Assigned task :: How many lines of the data hold the word "DatasetConfig"? State the number and nothing else.

[Stored items]
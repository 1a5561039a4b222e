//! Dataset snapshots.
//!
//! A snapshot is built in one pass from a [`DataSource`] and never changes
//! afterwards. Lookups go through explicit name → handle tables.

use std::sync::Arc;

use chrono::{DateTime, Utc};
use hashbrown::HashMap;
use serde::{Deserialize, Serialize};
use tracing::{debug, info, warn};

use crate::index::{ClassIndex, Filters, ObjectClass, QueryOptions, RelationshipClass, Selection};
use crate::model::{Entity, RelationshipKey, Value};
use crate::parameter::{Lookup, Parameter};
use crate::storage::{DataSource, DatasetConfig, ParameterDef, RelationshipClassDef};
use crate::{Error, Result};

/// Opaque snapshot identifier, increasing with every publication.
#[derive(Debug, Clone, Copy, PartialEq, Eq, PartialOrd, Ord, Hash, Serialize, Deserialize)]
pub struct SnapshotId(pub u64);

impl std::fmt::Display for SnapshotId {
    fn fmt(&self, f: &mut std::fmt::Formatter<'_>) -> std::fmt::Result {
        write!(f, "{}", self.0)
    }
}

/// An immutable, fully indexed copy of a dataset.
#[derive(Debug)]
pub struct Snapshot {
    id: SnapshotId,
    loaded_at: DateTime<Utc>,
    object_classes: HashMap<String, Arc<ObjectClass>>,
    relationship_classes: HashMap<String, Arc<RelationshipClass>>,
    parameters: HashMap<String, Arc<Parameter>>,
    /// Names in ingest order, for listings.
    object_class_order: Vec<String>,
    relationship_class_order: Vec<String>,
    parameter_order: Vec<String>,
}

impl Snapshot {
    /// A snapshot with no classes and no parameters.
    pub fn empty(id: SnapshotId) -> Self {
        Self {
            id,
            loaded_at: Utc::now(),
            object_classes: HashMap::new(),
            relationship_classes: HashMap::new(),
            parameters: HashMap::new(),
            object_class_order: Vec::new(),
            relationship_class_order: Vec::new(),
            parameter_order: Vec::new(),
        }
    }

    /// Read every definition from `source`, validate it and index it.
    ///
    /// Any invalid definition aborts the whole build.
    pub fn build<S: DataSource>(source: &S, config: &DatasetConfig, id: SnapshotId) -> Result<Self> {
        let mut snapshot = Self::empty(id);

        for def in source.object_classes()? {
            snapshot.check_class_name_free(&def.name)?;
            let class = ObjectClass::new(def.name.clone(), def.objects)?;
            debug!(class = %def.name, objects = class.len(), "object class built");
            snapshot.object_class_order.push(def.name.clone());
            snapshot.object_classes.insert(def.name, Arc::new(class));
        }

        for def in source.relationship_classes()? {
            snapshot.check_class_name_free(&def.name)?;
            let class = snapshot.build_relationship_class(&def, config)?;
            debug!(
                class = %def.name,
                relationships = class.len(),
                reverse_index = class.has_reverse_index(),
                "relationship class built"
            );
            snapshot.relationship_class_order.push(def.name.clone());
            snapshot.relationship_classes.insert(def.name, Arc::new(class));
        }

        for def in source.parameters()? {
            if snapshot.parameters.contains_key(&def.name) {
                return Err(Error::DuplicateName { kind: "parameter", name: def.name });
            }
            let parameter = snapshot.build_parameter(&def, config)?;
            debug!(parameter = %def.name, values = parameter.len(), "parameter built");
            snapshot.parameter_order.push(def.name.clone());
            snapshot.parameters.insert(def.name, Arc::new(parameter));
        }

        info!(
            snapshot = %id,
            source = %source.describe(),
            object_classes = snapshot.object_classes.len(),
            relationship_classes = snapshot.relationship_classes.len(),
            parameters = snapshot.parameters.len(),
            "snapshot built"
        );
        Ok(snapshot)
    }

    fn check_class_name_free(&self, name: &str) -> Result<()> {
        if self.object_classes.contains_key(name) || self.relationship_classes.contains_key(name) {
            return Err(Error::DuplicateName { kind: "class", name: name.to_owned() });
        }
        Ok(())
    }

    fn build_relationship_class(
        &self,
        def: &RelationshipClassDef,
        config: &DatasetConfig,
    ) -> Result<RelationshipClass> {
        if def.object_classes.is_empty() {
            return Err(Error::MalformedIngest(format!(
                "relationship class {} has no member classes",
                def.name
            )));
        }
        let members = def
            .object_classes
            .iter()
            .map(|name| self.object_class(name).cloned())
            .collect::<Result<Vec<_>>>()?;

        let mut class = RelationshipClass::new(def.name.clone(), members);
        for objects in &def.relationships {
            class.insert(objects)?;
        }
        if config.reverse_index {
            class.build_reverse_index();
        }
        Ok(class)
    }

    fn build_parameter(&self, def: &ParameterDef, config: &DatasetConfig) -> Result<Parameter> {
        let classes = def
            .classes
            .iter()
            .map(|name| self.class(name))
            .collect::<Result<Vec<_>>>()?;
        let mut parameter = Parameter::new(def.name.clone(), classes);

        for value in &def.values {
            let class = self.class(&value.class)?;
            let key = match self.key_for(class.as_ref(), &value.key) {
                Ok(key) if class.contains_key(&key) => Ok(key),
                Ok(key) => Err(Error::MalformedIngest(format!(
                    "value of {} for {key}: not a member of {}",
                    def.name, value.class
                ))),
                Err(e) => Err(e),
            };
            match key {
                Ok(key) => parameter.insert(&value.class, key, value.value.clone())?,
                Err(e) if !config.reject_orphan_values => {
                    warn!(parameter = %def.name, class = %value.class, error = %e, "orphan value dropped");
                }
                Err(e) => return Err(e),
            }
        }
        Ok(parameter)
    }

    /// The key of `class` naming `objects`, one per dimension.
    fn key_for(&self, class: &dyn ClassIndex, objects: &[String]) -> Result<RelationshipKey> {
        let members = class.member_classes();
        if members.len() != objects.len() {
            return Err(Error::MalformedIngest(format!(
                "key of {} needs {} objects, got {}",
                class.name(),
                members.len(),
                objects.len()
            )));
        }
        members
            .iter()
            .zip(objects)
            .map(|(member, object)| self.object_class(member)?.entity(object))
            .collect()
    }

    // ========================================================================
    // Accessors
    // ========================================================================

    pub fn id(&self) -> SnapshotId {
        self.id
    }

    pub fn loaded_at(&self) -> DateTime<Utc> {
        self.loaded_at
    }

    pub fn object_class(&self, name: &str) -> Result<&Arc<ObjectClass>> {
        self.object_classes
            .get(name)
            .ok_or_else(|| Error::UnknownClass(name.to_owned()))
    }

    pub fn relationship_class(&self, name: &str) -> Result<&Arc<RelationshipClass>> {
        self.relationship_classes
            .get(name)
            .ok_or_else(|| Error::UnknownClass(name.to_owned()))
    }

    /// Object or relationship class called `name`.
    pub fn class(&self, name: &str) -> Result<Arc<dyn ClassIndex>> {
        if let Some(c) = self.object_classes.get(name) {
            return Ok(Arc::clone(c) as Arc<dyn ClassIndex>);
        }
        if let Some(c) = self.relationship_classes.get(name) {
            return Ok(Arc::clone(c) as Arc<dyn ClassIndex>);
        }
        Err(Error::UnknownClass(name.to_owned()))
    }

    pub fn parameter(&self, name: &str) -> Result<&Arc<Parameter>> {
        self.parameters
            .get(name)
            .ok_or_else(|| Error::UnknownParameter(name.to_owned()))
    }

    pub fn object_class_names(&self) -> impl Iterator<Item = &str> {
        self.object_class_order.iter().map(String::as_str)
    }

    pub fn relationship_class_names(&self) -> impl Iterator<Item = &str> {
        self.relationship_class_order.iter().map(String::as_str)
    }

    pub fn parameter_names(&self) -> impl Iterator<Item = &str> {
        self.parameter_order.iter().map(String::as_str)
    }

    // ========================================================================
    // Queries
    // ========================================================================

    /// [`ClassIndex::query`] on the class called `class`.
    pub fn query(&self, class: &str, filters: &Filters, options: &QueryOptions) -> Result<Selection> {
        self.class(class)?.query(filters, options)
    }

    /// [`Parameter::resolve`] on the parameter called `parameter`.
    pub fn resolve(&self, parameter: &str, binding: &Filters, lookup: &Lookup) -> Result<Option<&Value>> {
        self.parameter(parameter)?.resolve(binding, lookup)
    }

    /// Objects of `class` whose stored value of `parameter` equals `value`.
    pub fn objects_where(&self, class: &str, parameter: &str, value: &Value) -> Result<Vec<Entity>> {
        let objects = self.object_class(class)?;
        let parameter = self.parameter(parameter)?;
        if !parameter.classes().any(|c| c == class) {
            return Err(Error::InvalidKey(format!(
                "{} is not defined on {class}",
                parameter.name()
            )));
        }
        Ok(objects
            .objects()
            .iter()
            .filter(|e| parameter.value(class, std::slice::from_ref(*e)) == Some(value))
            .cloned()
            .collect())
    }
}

Solution for this exercise :: 4